WORK REQUEST:
Starting at the top of the entries below, set down each line exactly as written, and stop after the line containing "- Ask about".

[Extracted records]
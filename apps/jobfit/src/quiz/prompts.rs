// Prompt constants for quiz generation and grading.

/// Probe sent to the retriever when the stored JD text is unavailable.
pub const QUIZ_PROBE_QUERY: &str = "core responsibilities and required skills";

/// Question prompt. Replace `{n}`, `{grounding}` and `{context}` before sending.
pub const QUESTION_PROMPT: &str = r#"You are an interviewer screening candidates for the role described below.

{grounding}

Write exactly {n} direct self-assessment questions about the skills and responsibilities in the context.
Rules:
- Ask about the candidate's own experience with a named tool or responsibility from the context, e.g. "Have you used Kafka? How many years, and at what scale?"
- No hypothetical scenarios, no puzzles, no generic questions like "Tell me about yourself".
- One sentence or two short sentences per question. No numbering.

Return ONLY a JSON array like:
[{"q": "Have you used PostgreSQL in production? For how many years?"}]

JD CONTEXT:
{context}"#;

/// Grading prompt. Replace `{context}`, `{question}` and `{answer}` before sending.
pub const GRADE_PROMPT: &str = r#"JD CONTEXT:
{context}

QUESTION: {question}
CANDIDATE ANSWER: {answer}

Grade the answer strictly against the JD context.
Give integer scores from 0 to 5:
- accuracy: is the claimed experience relevant and technically correct for this role?
- completeness: does the answer state years, scale, and the candidate's own role?
- communication: is the answer clear and concise?
Give ONE actionable tip of at most 20 words.

Return ONLY JSON like:
{"accuracy": 3, "completeness": 2, "communication": 4, "tip": "State how many years you used it and at what scale."}"#;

OUTPUT FOR THIS EXERCISE:
filename apps/jobfit/src/quiz/prompts.rs
// Prompt constants for quiz generation and grading.

/// Probe sent to the retriever when the stored JD text is unavailable.
pub const QUIZ_PROBE_QUERY: &str = "core responsibilities and required skills";

/// Question prompt. Replace `{n}`, `{grounding}` and `{context}` before sending.
pub const QUESTION_PROMPT: &str = r#"You are an interviewer screening candidates for the role described below.

{grounding}

Write exactly {n} direct self-assessment questions about the skills and responsibilities in the context.
Rules:
- Ask about the candidate's own experience with a named tool or responsibility from the context, e.g. "Have you used Kafka? How many years, and at what scale?"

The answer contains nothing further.